Having neglected to maintain my personal portfolio website project for a while, it proves that there can be technical debt even in a very small project.

Technical Debt in a Mini-Project

Creating a fast and beautiful portfolio website in 2021, using PostCSS and eleventy seemed a little bit over the top. But I wanted to try out and use those technologies in an actual project instead of an unrealistic demo.

While it's only a single static page, there are two different language versions using the same style and markup, and I thought that I might extend some parts of the content, like the short project teaser tiles, to add more detailed sub-pages in the future.

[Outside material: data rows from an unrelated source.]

//! # States Subcommand
//!
//! Prints an entity kind's transition table, one row per status with
//! its reachable successors.

use clap::Args;

use courseflow_core::EntityKind;
use courseflow_state::{
    CourseStatus, EnrollmentStatus, LessonStatus, LifecycleStatus, PaymentStatus,
};

/// Arguments for the states subcommand.
#[derive(Args, Debug)]
pub struct StatesArgs {
    /// Entity kind: course, lesson, enrollment, or payment.
    pub kind: String,
}

/// Print the transition table for the requested kind.
pub fn run(args: &StatesArgs) -> anyhow::Result<()> {
    let kind: EntityKind = args.kind.parse()?;
    for line in table_lines(kind) {
        println!("{line}");
    }
    Ok(())
}

/// The rendered table rows for one kind.
pub fn table_lines(kind: EntityKind) -> Vec<String> {
    match kind {
        EntityKind::Course => lines_for::<CourseStatus>(),
        EntityKind::Lesson => lines_for::<LessonStatus>(),
        EntityKind::Enrollment => lines_for::<EnrollmentStatus>(),
        EntityKind::Payment => lines_for::<PaymentStatus>(),
    }
}

fn lines_for<S: LifecycleStatus>() -> Vec<String> {
    S::all_statuses()
        .iter()
        .map(|status| {
            if status.is_terminal() {
                format!("{:<20} -> (terminal)", status.name())
            } else {
                let successors: Vec<&str> =
                    status.successors().iter().map(|s| s.name()).collect();
                format!("{:<20} -> {}", status.name(), successors.join(", "))
            }
        })
        .collect()
}

#[cfg(test)]
mod tests {
    use super::*;

    #[test]
    fn test_course_table_lines() {
        let lines = table_lines(EntityKind::Course);
        assert_eq!(lines.len(), 7);
        assert!(lines[0].starts_with("DRAFT"));
        assert!(lines[0].contains("TOPIC_VOTING"));
        assert!(lines.last().unwrap().contains("(terminal)"));
    }

    #[test]
    fn test_every_kind_renders() {
        for kind in EntityKind::all_kinds() {
            assert!(!table_lines(*kind).is_empty());
        }
    }
}
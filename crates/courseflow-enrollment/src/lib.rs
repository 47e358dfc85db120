//! # courseflow-enrollment — Admission Decisions
//!
//! Pure admission logic for enrolling students into a course under the
//! capacity invariant: the count of PENDING/ACTIVE enrollments never
//! exceeds the course's `max_students` after a committed admission.
//!
//! The checks here are decisions over already-loaded state. The
//! orchestrator loads the capacity view and the existing-enrollment
//! set, asks this crate for a verdict or a bulk plan, and applies the
//! resulting writes as one atomic batch. Capacity is check-then-act by
//! design: the decision is only as fresh as the counts the caller
//! loaded (see the store contract for the concurrency consequences).

pub mod admission;

pub use admission::{
    check_single, initial_progress, plan_bulk, seed_payment_status, AdmissionError,
    BulkAdmissionPlan, CapacityView, ProgressSeed,
};
//! # Payment Status Machine
//!
//! Models the payment standing of one enrollment. Payment status evolves
//! independently of the enrollment status; recording a payment never
//! touches the enrollment's own lifecycle.
//!
//! ## States
//!
//! ```text
//! Pending ──▶ Partial ──▶ Paid ──▶ Refunded (terminal)
//!    │           │         ▲
//!    │           ▼         │
//!    └──────▶ Overdue ─────┘
//! ```
//!
//! Every non-terminal status can reach PAID. OVERDUE is recoverable: a
//! late payer can settle partially or in full. REFUNDED is only
//! reachable from PAID and is terminal.

use serde::{Deserialize, Serialize};

use crate::validator::LifecycleStatus;
use courseflow_core::EntityKind;

/// The payment standing of an enrollment.
#[derive(Debug, Clone, Copy, PartialEq, Eq, Hash, Serialize, Deserialize)]
#[serde(rename_all = "SCREAMING_SNAKE_CASE")]
pub enum PaymentStatus {
    /// Nothing paid yet.
    Pending,
    /// Some, but not all, of the due amount received.
    Partial,
    /// Fully paid.
    Paid,
    /// Payment deadline passed with an outstanding balance.
    Overdue,
    /// Payment was returned (terminal).
    Refunded,
}

impl PaymentStatus {
    /// All payment statuses in canonical order.
    pub fn all() -> &'static [PaymentStatus] {
        &[
            Self::Pending,
            Self::Partial,
            Self::Paid,
            Self::Overdue,
            Self::Refunded,
        ]
    }

    /// The statuses directly reachable from this one.
    pub fn successors(&self) -> &'static [PaymentStatus] {
        match self {
            Self::Pending => &[Self::Partial, Self::Paid, Self::Overdue],
            Self::Partial => &[Self::Paid, Self::Overdue],
            Self::Paid => &[Self::Refunded],
            Self::Overdue => &[Self::Partial, Self::Paid],
            Self::Refunded => &[],
        }
    }

    /// Whether this status is terminal.
    pub fn is_terminal(&self) -> bool {
        self.successors().is_empty()
    }

    /// The canonical status name (e.g. `OVERDUE`).
    pub fn name(&self) -> &'static str {
        match self {
            Self::Pending => "PENDING",
            Self::Partial => "PARTIAL",
            Self::Paid => "PAID",
            Self::Overdue => "OVERDUE",
            Self::Refunded => "REFUNDED",
        }
    }

    /// Parse a status from its canonical name.
    pub fn from_name(s: &str) -> Option<PaymentStatus> {
        Self::all().iter().find(|v| v.name() == s).copied()
    }
}

impl LifecycleStatus for PaymentStatus {
    const KIND: EntityKind = EntityKind::Payment;

    fn all_statuses() -> &'static [Self] {
        Self::all()
    }

    fn successors(&self) -> &'static [Self] {
        PaymentStatus::successors(self)
    }

    fn name(&self) -> &'static str {
        PaymentStatus::name(self)
    }
}

impl std::fmt::Display for PaymentStatus {
    fn fmt(&self, f: &mut std::fmt::Formatter<'_>) -> std::fmt::Result {
        f.write_str(self.name())
    }
}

Breaking Changes without a Benefit?

In a simple scenario like that, or even in a large project, when we only use a small part of all available features, software updates might bring no specific benefit at all, but risk breaking something that used to be working flawlessly.

Even without the announced major updates, my build process stopped working, so for doing some important fixes recently, I had to cheat and edit the source template and translations and also the output HTML files in both languages that should have been generated automatically.

As I found out later when adding other content updates, I must have pasted invalid characters into a configuration file and failed to find the reason that seemed obvious when taking my time to check properly.

Software Rot

As time goes by, "software rot" is only getting worse. And time will go by. It has been about half a year since I started writing this blog post, and I still hadn't found time for refactoring and updates.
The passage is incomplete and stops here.